- **Problem statement**:
The answer must consist of every line from the entries that holds the word "elapsed".

(Data excerpts)
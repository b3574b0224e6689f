//! Run the country template under a range of income tax rates
//!
//! Usage:
//!   reform_sweep --rates 0.1,0.2,0.3 --period 2020-01
//!   reform_sweep --dataset data/ --year 2020 --period 2020-01 --rates 0.15,0.25

use std::path::PathBuf;
use std::sync::Arc;
use std::time::Instant;

use anyhow::{Context, Result};
use clap::Parser;
use microsim_engine::country_template;
use microsim_engine::simulation::{CsvDataset, Dataset, DatasetColumns, SimulationBuilder};
use microsim_engine::system::ParameterReform;
use rayon::prelude::*;

#[derive(Parser)]
#[command(name = "reform_sweep", about = "Aggregate outcomes of income tax rate reforms")]
struct Cli {
    /// Directory of entity CSV files; a synthetic population is used when omitted
    #[arg(long)]
    dataset: Option<PathBuf>,

    /// Year the dataset describes
    #[arg(long, default_value_t = 2020)]
    year: i32,

    /// Month to aggregate
    #[arg(long, default_value = "2020-01")]
    period: String,

    /// Income tax rates to try
    #[arg(long, value_delimiter = ',', default_values_t = vec![0.1, 0.15, 0.2, 0.25, 0.3])]
    rates: Vec<f64>,

    /// Households in the synthetic population
    #[arg(long, default_value_t = 1000)]
    households: usize,
}

/// Totals of one reform run
#[derive(Debug, Clone, Default)]
struct SweepRow {
    rate: f64,
    income_tax: f64,
    basic_income: f64,
    housing_allowance: f64,
    disposable_income: f64,
}

/// Two adults per household with a spread of salaries and rents
fn synthetic_population(households: usize, year: i32) -> DatasetColumns {
    let mut columns = DatasetColumns::new();
    let month = format!("{}-01", year);
    let mut push = |name: String, value: String| columns.entry(name).or_default().push(value);
    for h in 0..households {
        push("household_id".into(), h.to_string());
        push(format!("rent__{}", month), (400 + (h % 7) * 100).to_string());
        for p in 0..2 {
            let id = 2 * h + p;
            push("person_id".into(), id.to_string());
            push("person_household_id".into(), h.to_string());
            push("person_household_role".into(), "parent".into());
            push(format!("age__{}", month), (25 + id % 40).to_string());
            push(format!("salary__{}", month), (((id * 7919) % 6000) as f64).to_string());
        }
    }
    columns
}

fn run(dataset: &dyn Dataset, cli: &Cli, rate: f64) -> Result<SweepRow> {
    let baseline = country_template::tax_benefit_system()?;
    let reform = ParameterReform::new(format!("income_tax_rate_{}", rate)).set(
        "gov.tax.income_tax_rate",
        &cli.year.to_string(),
        rate,
    )?;
    let system = Arc::new(baseline.apply_reform(&reform)?);
    let mut simulation = SimulationBuilder::new(system).build_from_dataset(dataset, cli.year)?;
    let mut total = |name: &str| -> Result<f64> {
        Ok(simulation.calculate(name, cli.period.as_str())?.to_f64().iter().sum())
    };
    Ok(SweepRow {
        rate,
        income_tax: total("income_tax")?,
        basic_income: total("basic_income")?,
        housing_allowance: total("housing_allowance")?,
        disposable_income: total("disposable_income")?,
    })
}

fn main() -> Result<()> {
    env_logger::init();
    let cli = Cli::parse();
    let start = Instant::now();

    let columns = match &cli.dataset {
        Some(dir) => CsvDataset::new(dir)
            .load()
            .with_context(|| format!("loading dataset {}", dir.display()))?,
        None => synthetic_population(cli.households, cli.year),
    };
    log::info!("loaded {} columns in {:?}", columns.len(), start.elapsed());

    let rows: Vec<SweepRow> = cli
        .rates
        .par_iter()
        .map(|&rate| run(&columns, &cli, rate))
        .collect::<Result<_>>()?;

    println!(
        "{:>6} {:>16} {:>16} {:>18} {:>18}",
        "Rate", "Income tax", "Basic income", "Housing allowance", "Disposable income"
    );
    println!("{}", "-".repeat(78));
    for row in &rows {
        println!(
            "{:>6.3} {:>16.2} {:>16.2} {:>18.2} {:>18.2}",
            row.rate, row.income_tax, row.basic_income, row.housing_allowance, row.disposable_income
        );
    }
    println!("\n{} reforms in {:?}", rows.len(), start.elapsed());
    Ok(())
}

- **Written response**:
    log::info!("loaded {} columns in {:?}", columns.len(), start.elapsed());
    println!("\n{} reforms in {:?}", rows.len(), start.elapsed());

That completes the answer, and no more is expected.